Data provided

==*==

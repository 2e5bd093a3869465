use stakegov_types::{Address, ErrorKind, VarType};
use thiserror::Error;

#[derive(Debug, Error)]
pub enum EnvError {
    #[error("{0} is not the governance engine")]
    Unauthorized(Address),

    #[error("variable name must not be empty")]
    EmptyName,

    #[error("variable type must not be Invalid")]
    InvalidType,

    #[error("value of {len} bytes does not fit type {var_type:?}")]
    ValueMismatch { var_type: VarType, len: usize },

    #[error("snapshot error: {0}")]
    Snapshot(String),
}

impl EnvError {
    pub fn kind(&self) -> ErrorKind {
        match self {
            Self::Unauthorized(_) => ErrorKind::Unauthorized,
            Self::EmptyName | Self::InvalidType | Self::ValueMismatch { .. } => {
                ErrorKind::InvalidParameter
            }
            Self::Snapshot(_) => ErrorKind::Storage,
        }
    }
}
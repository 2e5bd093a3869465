//! A member's declared network endpoint.

use crate::endpoint::EndpointKey;
use serde::{Deserialize, Serialize};

/// Node record paired one-to-one with a governance member.
#[derive(Clone, Debug, PartialEq, Eq, Serialize, Deserialize)]
pub struct Node {
    pub endpoint_key: EndpointKey,
    pub host: String,
    pub port: u16,
}

impl Node {
    pub fn new(endpoint_key: EndpointKey, host: impl Into<String>, port: u16) -> Self {
        Self {
            endpoint_key,
            host: host.into(),
            port,
        }
    }

    /// An endpoint with no key, host or port, as carried by removal ballots.
    pub fn empty() -> Self {
        Self {
            endpoint_key: EndpointKey::empty(),
            host: String::new(),
            port: 0,
        }
    }

    /// All of key, host and port are set.
    pub fn is_complete(&self) -> bool {
        !self.endpoint_key.is_empty() && !self.host.is_empty() && self.port != 0
    }

    /// None of key, host or port is set.
    pub fn is_empty(&self) -> bool {
        self.endpoint_key.is_empty() && self.host.is_empty() && self.port == 0
    }
}
use crate::ballot::{BallotId, BallotState, BallotType};
use crate::vote::VoteId;
use stakegov_types::{Address, ErrorKind};
use thiserror::Error;

#[derive(Debug, Error)]
pub enum BallotError {
    #[error("{0} is not the governance engine")]
    Unauthorized(Address),

    #[error("{0} is not the owner of this ballot storage")]
    NotOwner(Address),

    #[error("ballot storage has been superseded and no longer accepts ballots")]
    Disabled,

    #[error("ballot {0} already exists")]
    BallotExists(BallotId),

    #[error("ballot {0} not found")]
    BallotNotFound(BallotId),

    #[error("vote {0} already exists")]
    VoteExists(VoteId),

    #[error("{voter} has already voted on ballot {ballot}")]
    AlreadyVoted { ballot: BallotId, voter: Address },

    #[error("ballot type {0:?} cannot be created through this entry point")]
    WrongType(BallotType),

    #[error("invalid {ballot_type:?} payload: {reason}")]
    InvalidPayload {
        ballot_type: BallotType,
        reason: &'static str,
    },

    #[error("ballot window ends ({end}) before it starts ({start})")]
    InvalidPeriod { start: u64, end: u64 },

    #[error("ballot {id} is {from:?}, cannot move to {to:?}")]
    InvalidTransition {
        id: BallotId,
        from: BallotState,
        to: BallotState,
    },

    #[error("{0:?} is not a terminal ballot state")]
    NotTerminal(BallotState),

    #[error("invalid previous ballot storage {0}")]
    InvalidPrevious(Address),

    #[error("previous ballot storage already set to {0}")]
    PreviousAlreadySet(Address),

    #[error("snapshot error: {0}")]
    Snapshot(String),
}

impl BallotError {
    pub fn kind(&self) -> ErrorKind {
        match self {
            Self::Unauthorized(_) | Self::NotOwner(_) => ErrorKind::Unauthorized,
            Self::BallotNotFound(_) => ErrorKind::NotFound,
            Self::BallotExists(_) | Self::VoteExists(_) => ErrorKind::AlreadyExists,
            Self::AlreadyVoted { .. } => ErrorKind::AlreadyVoted,
            Self::Disabled | Self::InvalidTransition { .. } | Self::PreviousAlreadySet(_) => {
                ErrorKind::InvalidState
            }
            Self::WrongType(_)
            | Self::InvalidPayload { .. }
            | Self::InvalidPeriod { .. }
            | Self::NotTerminal(_)
            | Self::InvalidPrevious(_) => ErrorKind::InvalidParameter,
            Self::Snapshot(_) => ErrorKind::Storage,
        }
    }
}
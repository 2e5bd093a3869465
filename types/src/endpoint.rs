//! Node endpoint key (the 64-byte public key a member's node is reachable under).

use serde::{Deserialize, Serialize};
use std::fmt;

/// Fixed-size binary node identifier.
///
/// Stored as a byte vector so that "empty" is representable in ballot
/// payloads (a removal carries no endpoint). Non-empty keys are always
/// exactly [`EndpointKey::LEN`] bytes.
#[derive(Clone, PartialEq, Eq, Hash, Default, Serialize, Deserialize)]
pub struct EndpointKey(Vec<u8>);

impl EndpointKey {
    pub const LEN: usize = 64;

    /// Build a key from raw bytes. Returns `None` unless `bytes` is empty or exactly 64 bytes.
    pub fn from_bytes(bytes: impl Into<Vec<u8>>) -> Option<Self> {
        let bytes = bytes.into();
        if bytes.is_empty() || bytes.len() == Self::LEN {
            Some(Self(bytes))
        } else {
            None
        }
    }

    pub fn empty() -> Self {
        Self(Vec::new())
    }

    pub fn is_empty(&self) -> bool {
        self.0.is_empty()
    }

    pub fn as_bytes(&self) -> &[u8] {
        &self.0
    }
}

impl fmt::Debug for EndpointKey {
    fn fmt(&self, f: &mut fmt::Formatter<'_>) -> fmt::Result {
        if self.0.is_empty() {
            write!(f, "EndpointKey(empty)")
        } else {
            write!(f, "EndpointKey({}..)", hex::encode(&self.0[..4]))
        }
    }
}

impl fmt::Display for EndpointKey {
    fn fmt(&self, f: &mut fmt::Formatter<'_>) -> fmt::Result {
        write!(f, "0x{}", hex::encode(&self.0))
    }
}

==*==

To do
Each line in the listing above that includes "BallotExists" is to be copied.

Solved problem
    BallotExists(BallotId),
            Self::BallotExists(_) | Self::VoteExists(_) => ErrorKind::AlreadyExists,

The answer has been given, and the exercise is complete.